ACTIVITY ->
Within the following material, tally each line that contains the string "sheets". Give the tally only.

SOURCE RECORDS ->
---*---
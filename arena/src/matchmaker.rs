//! Open matchmaking: search the pool, get paired or give up after a window.
//!
//! Searchers park on a oneshot channel in a shared queue. Whoever arrives
//! next pops the oldest live waiter, creates the match and sends the id
//! through the channel. A waiter that times out pulls itself back out of the
//! queue; a pairing that loses that race is rolled back.

use std::sync::{Mutex, PoisonError};
use std::time::Duration;

use ringside_combat::FighterId;
use tokio::sync::oneshot;
use tokio::time::timeout;
use tracing::debug;

use crate::engine::Engine;
use crate::error::ArenaError;
use crate::records::MatchId;

/// How long a searcher waits in the pool before giving up.
pub const SEARCH_WINDOW: Duration = Duration::from_secs(30);

#[derive(Debug, Clone, Copy, PartialEq, Eq)]
pub enum SearchOutcome {
    Paired(MatchId),
    /// Nobody turned up within the search window.
    NoOpponent,
}

struct Waiter {
    fighter: FighterId,
    tx: oneshot::Sender<MatchId>,
}

pub struct Matchmaker {
    engine: Engine,
    queue: Mutex<Vec<Waiter>>,
}

impl Matchmaker {
    pub fn new(engine: Engine) -> Self {
        Self {
            engine,
            queue: Mutex::new(Vec::new()),
        }
    }

    /// Look for an opponent, pairing immediately if the pool has one.
    pub async fn search(&self, fighter: FighterId) -> Result<SearchOutcome, ArenaError> {
        self.engine
            .profiles()
            .lookup(fighter)
            .ok_or(ArenaError::UnknownFighter(fighter))?;
        if self.engine.store().active_match_of(fighter).is_some() {
            return Err(ArenaError::AlreadyInMatch);
        }

        // Pop the oldest waiter still listening, or park ourselves. Both
        // the decision and the queue mutation happen under one lock, so two
        // concurrent searchers cannot both see an empty pool and both park.
        let mut rx = loop {
            let popped = {
                let mut queue = self.queue.lock().unwrap_or_else(PoisonError::into_inner);
                if queue.iter().any(|w| w.fighter == fighter) {
                    return Err(ArenaError::AlreadySearching);
                }
                match queue.iter().position(|w| !w.tx.is_closed()) {
                    Some(i) => queue.remove(i),
                    None => {
                        let (tx, rx) = oneshot::channel();
                        queue.push(Waiter { fighter, tx });
                        break rx;
                    }
                }
            };

            match self.engine.create_match(popped.fighter, fighter) {
                Ok(id) => {
                    if popped.tx.send(id).is_err() {
                        // The opponent gave up between pairing and delivery.
                        debug!(match_id = id.0, "paired with a vanished waiter, rolling back");
                        let _ = self.engine.force_terminate(id);
                        continue;
                    }
                    return Ok(SearchOutcome::Paired(id));
                }
                // The waiter got into a match some other way; skip them,
                // unless it is the searcher who is no longer eligible.
                Err(ArenaError::AlreadyInMatch | ArenaError::UnknownFighter(_)) => {
                    if self.engine.store().active_match_of(fighter).is_some() {
                        return Err(ArenaError::AlreadyInMatch);
                    }
                }
                Err(err) => return Err(err),
            }
        };

        match timeout(SEARCH_WINDOW, &mut rx).await {
            Ok(Ok(id)) => Ok(SearchOutcome::Paired(id)),
            Ok(Err(_)) => Ok(SearchOutcome::NoOpponent),
            Err(_) => {
                self.queue
                    .lock()
                    .unwrap_or_else(PoisonError::into_inner)
                    .retain(|w| w.fighter != fighter);
                // A pairer may have popped us right at the deadline.
                match rx.try_recv() {
                    Ok(id) => Ok(SearchOutcome::Paired(id)),
                    Err(_) => Ok(SearchOutcome::NoOpponent),
                }
            }
        }
    }
}
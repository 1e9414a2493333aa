//! In-match mutable state: per-fighter resources and the round counter

use super::distance::{Distance, Player};
use super::fighter::StatSheet;

/// Upper bound for stamina; health is bounded by the profile's max_health.
pub const STAMINA_MAX: f64 = 100.0;

/// One fighter's in-match resources, distinct from the profile's
/// permanent maximums.
#[derive(Debug, Clone, PartialEq)]
#[cfg_attr(feature = "serde", derive(serde::Serialize, serde::Deserialize))]
pub struct FighterState {
    pub health: f64,
    pub stamina: f64,
}

impl FighterState {
    /// Full health and stamina for the opening bell.
    pub fn fresh(sheet: &StatSheet) -> Self {
        Self {
            health: sheet.max_health,
            stamina: STAMINA_MAX,
        }
    }

    /// Clamp health to `[0, max_health]` and stamina to `[0, 100]`.
    pub fn clamp(&mut self, sheet: &StatSheet) {
        self.health = self.health.clamp(0.0, sheet.max_health);
        self.stamina = self.stamina.clamp(0.0, STAMINA_MAX);
    }

    /// A fighter is down once health or stamina bottoms out.
    pub fn is_down(&self) -> bool {
        self.health <= 0.0 || self.stamina <= 0.0
    }
}

/// The mutable state one round of resolution operates on.
#[derive(Debug, Clone, PartialEq)]
#[cfg_attr(feature = "serde", derive(serde::Serialize, serde::Deserialize))]
pub struct RoundState {
    /// Current round number, starting at 1.
    pub round: u32,
    pub distance: Distance,
    fighters: [FighterState; 2],
}

impl RoundState {
    /// Opening state: round 1, far apart, both fighters fresh.
    pub fn opening(sheets: [&StatSheet; 2]) -> Self {
        Self {
            round: 1,
            distance: Distance::Far,
            fighters: [FighterState::fresh(sheets[0]), FighterState::fresh(sheets[1])],
        }
    }

    pub fn fighter(&self, player: Player) -> &FighterState {
        &self.fighters[player.index()]
    }

    pub fn fighter_mut(&mut self, player: Player) -> &mut FighterState {
        &mut self.fighters[player.index()]
    }

    /// Players currently down, in slot order.
    pub fn downed(&self) -> Vec<Player> {
        Player::both()
            .into_iter()
            .filter(|p| self.fighter(*p).is_down())
            .collect()
    }
}

#[cfg(test)]
mod tests {
    use super::*;
    use crate::types::fighter::Archetype;

    #[test]
    fn test_opening_state() {
        let sheet = Archetype::Swarmer.stat_sheet();
        let state = RoundState::opening([&sheet, &sheet]);
        assert_eq!(state.round, 1);
        assert_eq!(state.distance, Distance::Far);
        assert_eq!(state.fighter(Player::P1).health, 195.0);
        assert_eq!(state.fighter(Player::P2).stamina, STAMINA_MAX);
        assert!(state.downed().is_empty());
    }

    #[test]
    fn test_clamp_bounds() {
        let sheet = Archetype::CounterPuncher.stat_sheet();
        let mut fighter = FighterState {
            health: -12.0,
            stamina: 180.0,
        };
        fighter.clamp(&sheet);
        assert_eq!(fighter.health, 0.0);
        assert_eq!(fighter.stamina, STAMINA_MAX);

        let mut fighter = FighterState {
            health: 9_000.0,
            stamina: -3.0,
        };
        fighter.clamp(&sheet);
        assert_eq!(fighter.health, sheet.max_health);
        assert_eq!(fighter.stamina, 0.0);
    }

    #[test]
    fn test_down_on_either_resource() {
        let up = FighterState {
            health: 10.0,
            stamina: 10.0,
        };
        assert!(!up.is_down());
        let hurt = FighterState {
            health: 0.0,
            stamina: 50.0,
        };
        assert!(hurt.is_down());
        let gassed = FighterState {
            health: 50.0,
            stamina: 0.0,
        };
        assert!(gassed.is_down());
    }
}
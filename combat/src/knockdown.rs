//! Stand-up formulas for a downed fighter

use crate::dice::Dice;
use crate::types::{FighterState, StatSheet, STAMINA_MAX};

/// A fighter who beats the count never rises below this fraction of max health.
pub const STAND_HEALTH_FLOOR: f64 = 0.2;
/// Stamina restored on rising, capped at [`STAMINA_MAX`].
pub const STAND_STAMINA_BONUS: f64 = 40.0;

/// Probability of beating the count: `min(0.8, 0.4 x will)`.
pub fn stand_chance(sheet: &StatSheet) -> f64 {
    (0.4 * sheet.will).min(0.8)
}

/// Roll the single stand-up attempt.
///
/// On success the fighter's health is floored to 20% of max (never reduced)
/// and stamina recovers by 40, capped. On failure nothing changes; the match
/// goes to termination.
pub fn attempt_stand(fighter: &mut FighterState, sheet: &StatSheet, dice: &mut dyn Dice) -> bool {
    if dice.roll() < stand_chance(sheet) {
        fighter.health = fighter.health.max(STAND_HEALTH_FLOOR * sheet.max_health);
        fighter.stamina = (fighter.stamina + STAND_STAMINA_BONUS).min(STAMINA_MAX);
        true
    } else {
        false
    }
}

#[cfg(test)]
mod tests {
    use super::*;
    use crate::dice::SequenceDice;
    use crate::types::Archetype;

    #[test]
    fn test_stand_chance_capped() {
        // Swarmer will 1.5 -> 0.6; a will of 2.5 would cap at 0.8
        assert!((stand_chance(&Archetype::Swarmer.stat_sheet()) - 0.6).abs() < 1e-12);
        let mut iron = Archetype::Swarmer.stat_sheet();
        iron.will = 2.5;
        assert_eq!(stand_chance(&iron), 0.8);
    }

    #[test]
    fn test_rising_floors_health_and_restores_stamina() {
        let sheet = Archetype::Swarmer.stat_sheet();
        let mut fighter = FighterState {
            health: 0.0,
            stamina: 12.0,
        };
        let mut dice = SequenceDice::new([0.0]);
        assert!(attempt_stand(&mut fighter, &sheet, &mut dice));
        assert_eq!(fighter.health, 0.2 * 195.0);
        assert_eq!(fighter.stamina, 52.0);
    }

    #[test]
    fn test_rising_never_reduces_health() {
        // Down on stamina, not health
        let sheet = Archetype::OutBoxer.stat_sheet();
        let mut fighter = FighterState {
            health: 250.0,
            stamina: 0.0,
        };
        let mut dice = SequenceDice::new([0.0]);
        assert!(attempt_stand(&mut fighter, &sheet, &mut dice));
        assert_eq!(fighter.health, 250.0);
        assert_eq!(fighter.stamina, 40.0);
    }

    #[test]
    fn test_failed_attempt_changes_nothing() {
        let sheet = Archetype::CounterPuncher.stat_sheet();
        let mut fighter = FighterState {
            health: 0.0,
            stamina: 5.0,
        };
        // will 1.0 -> chance 0.4
        let mut dice = SequenceDice::new([0.5]);
        assert!(!attempt_stand(&mut fighter, &sheet, &mut dice));
        assert_eq!(fighter.health, 0.0);
        assert_eq!(fighter.stamina, 5.0);
    }
}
---*---
SOLVED EXERCISE ->
2